- _EXERCISE OBJECTIVE_
Go through the records and report each line holding the string "FieldMap".

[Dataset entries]
--*--
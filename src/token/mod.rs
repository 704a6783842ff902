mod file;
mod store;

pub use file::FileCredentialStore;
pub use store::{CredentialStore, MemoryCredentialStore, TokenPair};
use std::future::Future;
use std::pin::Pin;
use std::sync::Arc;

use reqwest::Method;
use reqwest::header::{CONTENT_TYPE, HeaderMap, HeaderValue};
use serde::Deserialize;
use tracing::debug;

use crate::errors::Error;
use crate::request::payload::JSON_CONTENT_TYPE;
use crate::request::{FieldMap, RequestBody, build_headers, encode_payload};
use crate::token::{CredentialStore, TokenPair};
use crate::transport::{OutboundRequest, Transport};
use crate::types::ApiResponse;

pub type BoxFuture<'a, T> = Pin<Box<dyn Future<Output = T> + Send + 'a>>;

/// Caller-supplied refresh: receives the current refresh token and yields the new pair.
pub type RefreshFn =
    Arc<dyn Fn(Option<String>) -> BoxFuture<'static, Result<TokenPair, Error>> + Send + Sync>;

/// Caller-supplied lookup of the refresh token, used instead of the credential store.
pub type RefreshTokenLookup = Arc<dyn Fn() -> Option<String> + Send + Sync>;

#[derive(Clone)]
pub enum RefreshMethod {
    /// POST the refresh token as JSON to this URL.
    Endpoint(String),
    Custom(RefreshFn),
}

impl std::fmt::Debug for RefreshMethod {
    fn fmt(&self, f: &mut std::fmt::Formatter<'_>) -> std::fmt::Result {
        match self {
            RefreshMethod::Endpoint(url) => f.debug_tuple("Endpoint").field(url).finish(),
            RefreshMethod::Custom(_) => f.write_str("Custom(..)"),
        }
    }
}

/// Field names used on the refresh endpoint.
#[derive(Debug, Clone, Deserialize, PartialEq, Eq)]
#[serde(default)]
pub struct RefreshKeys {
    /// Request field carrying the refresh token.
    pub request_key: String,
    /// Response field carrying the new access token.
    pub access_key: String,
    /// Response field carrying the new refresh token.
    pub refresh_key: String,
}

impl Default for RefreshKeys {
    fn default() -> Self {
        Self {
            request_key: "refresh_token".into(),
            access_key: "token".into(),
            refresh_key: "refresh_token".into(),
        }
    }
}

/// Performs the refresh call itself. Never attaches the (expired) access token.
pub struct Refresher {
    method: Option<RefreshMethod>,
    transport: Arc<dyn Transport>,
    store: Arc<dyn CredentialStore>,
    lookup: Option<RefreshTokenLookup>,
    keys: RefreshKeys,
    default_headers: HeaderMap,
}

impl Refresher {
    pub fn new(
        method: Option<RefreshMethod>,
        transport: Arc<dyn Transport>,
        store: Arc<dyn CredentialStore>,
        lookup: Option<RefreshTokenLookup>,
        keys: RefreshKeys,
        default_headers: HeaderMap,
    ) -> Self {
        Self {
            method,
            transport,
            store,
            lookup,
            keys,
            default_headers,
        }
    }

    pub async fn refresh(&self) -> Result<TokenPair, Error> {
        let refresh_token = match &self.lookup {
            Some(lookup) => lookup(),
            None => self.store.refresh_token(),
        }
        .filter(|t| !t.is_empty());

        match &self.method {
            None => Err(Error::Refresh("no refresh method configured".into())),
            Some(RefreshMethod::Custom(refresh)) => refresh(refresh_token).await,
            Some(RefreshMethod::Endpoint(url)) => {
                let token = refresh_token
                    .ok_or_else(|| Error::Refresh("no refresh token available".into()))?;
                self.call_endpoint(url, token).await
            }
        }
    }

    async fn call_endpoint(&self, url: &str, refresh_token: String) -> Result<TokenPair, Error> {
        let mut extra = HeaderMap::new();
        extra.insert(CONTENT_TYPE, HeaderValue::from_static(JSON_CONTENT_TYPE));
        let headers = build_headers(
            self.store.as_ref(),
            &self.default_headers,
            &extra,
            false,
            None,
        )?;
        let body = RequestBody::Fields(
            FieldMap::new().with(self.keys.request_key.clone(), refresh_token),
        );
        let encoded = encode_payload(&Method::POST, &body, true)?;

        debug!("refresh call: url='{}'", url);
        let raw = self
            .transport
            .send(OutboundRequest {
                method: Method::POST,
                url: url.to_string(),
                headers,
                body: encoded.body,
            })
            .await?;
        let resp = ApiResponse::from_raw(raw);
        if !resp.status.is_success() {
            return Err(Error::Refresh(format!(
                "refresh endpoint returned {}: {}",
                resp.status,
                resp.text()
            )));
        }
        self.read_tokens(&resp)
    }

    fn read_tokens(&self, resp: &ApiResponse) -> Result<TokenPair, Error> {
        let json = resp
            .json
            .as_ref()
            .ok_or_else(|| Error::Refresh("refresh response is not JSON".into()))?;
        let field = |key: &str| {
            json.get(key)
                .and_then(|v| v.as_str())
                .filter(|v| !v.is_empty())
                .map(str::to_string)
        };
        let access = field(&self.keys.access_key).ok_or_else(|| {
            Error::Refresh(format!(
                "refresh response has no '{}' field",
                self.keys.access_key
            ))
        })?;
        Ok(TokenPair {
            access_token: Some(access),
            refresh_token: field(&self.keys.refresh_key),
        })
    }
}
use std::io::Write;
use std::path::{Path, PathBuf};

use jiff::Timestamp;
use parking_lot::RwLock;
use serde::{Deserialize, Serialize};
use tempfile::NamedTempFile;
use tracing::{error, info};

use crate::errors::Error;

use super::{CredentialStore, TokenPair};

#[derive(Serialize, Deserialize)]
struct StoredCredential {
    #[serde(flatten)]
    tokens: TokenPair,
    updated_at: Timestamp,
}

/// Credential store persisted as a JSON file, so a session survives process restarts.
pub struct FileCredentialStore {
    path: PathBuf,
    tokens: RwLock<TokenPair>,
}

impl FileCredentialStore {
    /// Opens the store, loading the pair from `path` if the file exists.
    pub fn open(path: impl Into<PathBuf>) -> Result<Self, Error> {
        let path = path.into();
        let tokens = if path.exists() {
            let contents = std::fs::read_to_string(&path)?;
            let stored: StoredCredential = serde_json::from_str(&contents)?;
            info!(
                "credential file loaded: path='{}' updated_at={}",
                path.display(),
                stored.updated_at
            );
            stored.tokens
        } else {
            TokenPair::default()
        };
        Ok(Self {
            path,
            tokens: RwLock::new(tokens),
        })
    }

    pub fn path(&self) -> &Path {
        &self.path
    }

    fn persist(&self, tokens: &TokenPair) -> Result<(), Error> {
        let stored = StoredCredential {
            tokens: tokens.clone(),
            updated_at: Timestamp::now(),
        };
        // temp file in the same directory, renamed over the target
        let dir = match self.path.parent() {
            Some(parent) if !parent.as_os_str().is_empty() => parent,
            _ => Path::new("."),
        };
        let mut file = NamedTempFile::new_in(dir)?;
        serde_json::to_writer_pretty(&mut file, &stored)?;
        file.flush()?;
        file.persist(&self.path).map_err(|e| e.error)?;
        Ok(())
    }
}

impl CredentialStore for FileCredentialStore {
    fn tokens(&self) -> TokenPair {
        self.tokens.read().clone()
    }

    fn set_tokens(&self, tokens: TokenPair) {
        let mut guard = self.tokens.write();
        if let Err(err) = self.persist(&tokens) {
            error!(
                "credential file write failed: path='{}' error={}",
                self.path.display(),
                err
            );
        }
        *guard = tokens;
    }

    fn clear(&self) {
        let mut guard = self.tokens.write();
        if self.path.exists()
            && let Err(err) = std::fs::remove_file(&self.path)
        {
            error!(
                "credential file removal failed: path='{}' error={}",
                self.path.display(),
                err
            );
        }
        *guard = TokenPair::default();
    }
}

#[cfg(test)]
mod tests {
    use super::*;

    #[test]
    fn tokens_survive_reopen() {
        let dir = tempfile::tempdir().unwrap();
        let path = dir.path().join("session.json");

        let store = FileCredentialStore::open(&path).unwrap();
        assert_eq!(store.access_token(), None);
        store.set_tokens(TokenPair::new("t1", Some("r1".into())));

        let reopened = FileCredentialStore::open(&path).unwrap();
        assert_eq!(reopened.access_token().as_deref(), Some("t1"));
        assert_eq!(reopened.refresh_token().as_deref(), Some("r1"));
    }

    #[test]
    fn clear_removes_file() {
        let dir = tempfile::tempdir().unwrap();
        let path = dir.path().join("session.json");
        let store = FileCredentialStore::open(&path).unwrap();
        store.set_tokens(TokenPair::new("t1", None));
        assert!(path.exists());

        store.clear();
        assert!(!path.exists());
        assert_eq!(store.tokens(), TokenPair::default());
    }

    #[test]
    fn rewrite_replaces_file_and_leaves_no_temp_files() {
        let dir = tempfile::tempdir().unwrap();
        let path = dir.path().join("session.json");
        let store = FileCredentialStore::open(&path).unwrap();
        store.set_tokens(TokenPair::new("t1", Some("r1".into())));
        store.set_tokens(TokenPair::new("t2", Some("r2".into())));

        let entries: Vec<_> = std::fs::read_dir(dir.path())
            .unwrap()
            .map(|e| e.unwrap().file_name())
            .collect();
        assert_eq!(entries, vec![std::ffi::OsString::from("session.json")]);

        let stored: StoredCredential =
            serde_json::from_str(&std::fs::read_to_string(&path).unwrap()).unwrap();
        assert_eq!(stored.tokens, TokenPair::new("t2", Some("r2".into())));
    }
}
--*--
- _RESPONSE_
use crate::request::{FieldMap, RequestBody, build_headers, encode_payload};
            FieldMap::new().with(self.keys.request_key.clone(), refresh_token),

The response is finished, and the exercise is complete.